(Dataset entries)
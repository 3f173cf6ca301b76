//! TUI (Text User Interface) module
//!
//! Terminal front ends for the typewriter using ratatui/crossterm:
//! a full-screen centered banner and an inline single-line player.

pub mod app;
pub mod footer;
pub mod inline_player;
pub mod play_app;
pub mod settings;

pub use app::App;
pub use inline_player::run_inline;
pub use play_app::{handle_key, InputResult, PlayApp};
pub use settings::PlaySettings;
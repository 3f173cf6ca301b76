//! Help, version and completion output

use predicates::prelude::*;

use crate::helpers::Sandbox;

#[test]
fn help_lists_subcommands() {
    let sandbox = Sandbox::new();
    sandbox
        .command()
        .arg("--help")
        .assert()
        .success()
        .stdout(predicate::str::contains("play"))
        .stdout(predicate::str::contains("trace"))
        .stdout(predicate::str::contains("config"))
        .stdout(predicate::str::contains("completions"));
}

#[test]
fn play_help_mentions_keys_and_inline() {
    let (stdout, _stderr, exit_code) = Sandbox::new().run(&["play", "--help"]);
    assert_eq!(exit_code, 0);
    assert!(stdout.contains("--inline"));
    assert!(stdout.contains("--type-ms"));
    assert!(stdout.contains("restart"));
}

#[test]
fn version_includes_package_version() {
    Sandbox::new()
        .command()
        .arg("--version")
        .assert()
        .success()
        .stdout(predicate::str::contains(env!("CARGO_PKG_VERSION")));
}

#[test]
fn completions_for_bash_mention_binary() {
    Sandbox::new()
        .command()
        .args(["completions", "bash"])
        .assert()
        .success()
        .stdout(predicate::str::contains("typecycle"));
}

#[test]
fn completions_do_not_need_a_config_location() {
    Sandbox::new()
        .command()
        .env_remove("TYPECYCLE_CONFIG")
        .env_remove("XDG_CONFIG_HOME")
        .env_remove("HOME")
        .args(["completions", "zsh"])
        .assert()
        .success()
        .stdout(predicate::str::contains("typecycle"));
}

#[test]
fn unknown_subcommand_fails() {
    Sandbox::new().command().arg("dance").assert().failure();
}
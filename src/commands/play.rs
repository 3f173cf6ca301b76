//! `typecycle play`: run the typewriter in the terminal

use std::io;
use std::path::Path;
use std::sync::atomic::{AtomicBool, Ordering};
use std::sync::Arc;
use std::time::Duration;

use anyhow::Result;

use typecycle::cli::PlayArgs;
use typecycle::tui::{run_inline, PlayApp, PlaySettings};
use typecycle::{Config, Typewriter};

/// Play full-screen, or inline when asked to or when stdout is not a terminal.
#[cfg(not(tarpaulin_include))]
pub fn handle(config_path: &Path, args: &PlayArgs) -> Result<()> {
    let config = Config::load_from(config_path)?;
    let (phrases, options) = super::resolve(&config, &args.phrases)?;
    let settings = settings_for(&config, args);

    let typewriter = Typewriter::spawn(phrases, options);
    if args.inline || !atty::is(atty::Stream::Stdout) {
        play_inline(typewriter, &settings)
    } else {
        PlayApp::new(typewriter, settings)?.run()
    }
}

fn settings_for(config: &Config, args: &PlayArgs) -> PlaySettings {
    let mut settings = PlaySettings::from_config(config);
    if let Some(prefix) = &args.prefix {
        settings.prefix = prefix.clone();
    }
    if let Some(caret) = &args.caret {
        settings.caret = caret.clone();
    }
    settings.duration = args.duration_ms.map(Duration::from_millis);
    settings
}

#[cfg(not(tarpaulin_include))]
fn play_inline(mut typewriter: Typewriter, settings: &PlaySettings) -> Result<()> {
    let stop = Arc::new(AtomicBool::new(false));
    let flag = Arc::clone(&stop);
    ctrlc::set_handler(move || flag.store(true, Ordering::Relaxed))?;

    let stdout = io::stdout();
    let mut out = stdout.lock();
    run_inline(&mut out, &typewriter, settings, &stop)?;
    typewriter.dispose();
    Ok(())
}
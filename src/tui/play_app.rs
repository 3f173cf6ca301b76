//! Full-screen player
//!
//! Shows the typewriter banner centered on an alternate screen with a
//! footer of key hints. Keys: `q`/`Esc`/`Ctrl-C` quit, `r` restarts the
//! phrase cycle.

use std::sync::mpsc::TryRecvError;
use std::time::{Duration, Instant};

use anyhow::Result;
use crossterm::event::{self, Event, KeyCode, KeyEvent, KeyEventKind, KeyModifiers};
use ratatui::layout::{Constraint, Direction, Layout};

use super::app::App;
use super::footer::render_footer;
use super::settings::PlaySettings;
use crate::render::Banner;
use crate::typewriter::{Subscription, Typewriter};

/// Longest time between input polls; also bounds update latency.
const FRAME_INTERVAL: Duration = Duration::from_millis(16);

const FOOTER_KEYS: &[(&str, &str)] = &[("q", "quit"), ("r", "restart")];

/// Result of processing an input event.
#[derive(Debug, Clone, Copy, PartialEq, Eq)]
pub enum InputResult {
    /// Keep running
    Continue,
    /// Restart the phrase cycle
    Restart,
    /// Exit the player
    Quit,
}

/// Map a key press to a control flow decision.
pub fn handle_key(key: KeyEvent) -> InputResult {
    if key.kind != KeyEventKind::Press {
        return InputResult::Continue;
    }
    match key.code {
        KeyCode::Char('q') | KeyCode::Esc => InputResult::Quit,
        KeyCode::Char('c') if key.modifiers.contains(KeyModifiers::CONTROL) => InputResult::Quit,
        KeyCode::Char('r') => InputResult::Restart,
        _ => InputResult::Continue,
    }
}

/// Full-screen player state.
pub struct PlayApp {
    app: App,
    typewriter: Typewriter,
    updates: Subscription,
    settings: PlaySettings,
    text: String,
}

impl PlayApp {
    /// Take over the terminal and start watching `typewriter`.
    pub fn new(typewriter: Typewriter, settings: PlaySettings) -> Result<Self> {
        let app = App::new()?;
        let updates = typewriter.subscribe();
        Ok(Self {
            app,
            typewriter,
            updates,
            settings,
            text: String::new(),
        })
    }

    /// Run until the user quits or the configured duration passes.
    ///
    /// The typewriter is disposed before returning.
    pub fn run(mut self) -> Result<()> {
        let started = Instant::now();
        let mut needs_render = true;
        let mut caret_visible = true;

        loop {
            let elapsed = started.elapsed();
            if self.settings.expired(elapsed) {
                break;
            }

            // One read per frame: the subscription always yields the latest text
            match self.updates.try_recv() {
                Ok(text) => {
                    self.text = text;
                    needs_render = true;
                }
                Err(TryRecvError::Empty) => {}
                Err(TryRecvError::Disconnected) => {
                    tracing::warn!("typewriter stopped unexpectedly");
                    return Ok(());
                }
            }

            let visible = self.settings.caret_blink.visible(elapsed);
            if visible != caret_visible {
                caret_visible = visible;
                needs_render = true;
            }

            if needs_render {
                self.draw(caret_visible)?;
                needs_render = false;
            }

            let timeout = self.settings.wait_budget(elapsed, FRAME_INTERVAL);
            if event::poll(timeout)? {
                match event::read()? {
                    Event::Key(key) => match handle_key(key) {
                        InputResult::Quit => break,
                        InputResult::Restart => {
                            tracing::debug!("restart requested");
                            self.typewriter.restart();
                        }
                        InputResult::Continue => {}
                    },
                    Event::Resize(_, _) => needs_render = true,
                    _ => {}
                }
            }
        }

        self.typewriter.dispose();
        Ok(())
    }

    fn draw(&mut self, caret_visible: bool) -> Result<()> {
        let settings = &self.settings;
        let text = &self.text;

        self.app.draw(|frame| {
            let chunks = Layout::default()
                .direction(Direction::Vertical)
                .constraints([Constraint::Min(1), Constraint::Length(1)])
                .split(frame.area());

            let banner = Banner::new(text, &settings.theme)
                .prefix(&settings.prefix)
                .caret(&settings.caret)
                .caret_visible(caret_visible);
            frame.render_widget(banner, chunks[0]);

            render_footer(frame, chunks[1], FOOTER_KEYS, &settings.theme);
        })
    }
}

Exercise directions:
Using the data above, reproduce exactly the lines between those holding "if args.inline ||" and "let mut out = stdout.lock();", inclusive, and no others.

Solution:
    if args.inline || !atty::is(atty::Stream::Stdout) {
        play_inline(typewriter, &settings)
    } else {
        PlayApp::new(typewriter, settings)?.run()
    }
}

fn settings_for(config: &Config, args: &PlayArgs) -> PlaySettings {
    let mut settings = PlaySettings::from_config(config);
    if let Some(prefix) = &args.prefix {
        settings.prefix = prefix.clone();
    }
    if let Some(caret) = &args.caret {
        settings.caret = caret.clone();
    }
    settings.duration = args.duration_ms.map(Duration::from_millis);
    settings
}

#[cfg(not(tarpaulin_include))]
fn play_inline(mut typewriter: Typewriter, settings: &PlaySettings) -> Result<()> {
    let stop = Arc::new(AtomicBool::new(false));
    let flag = Arc::clone(&stop);
    ctrlc::set_handler(move || flag.store(true, Ordering::Relaxed))?;

    let stdout = io::stdout();
    let mut out = stdout.lock();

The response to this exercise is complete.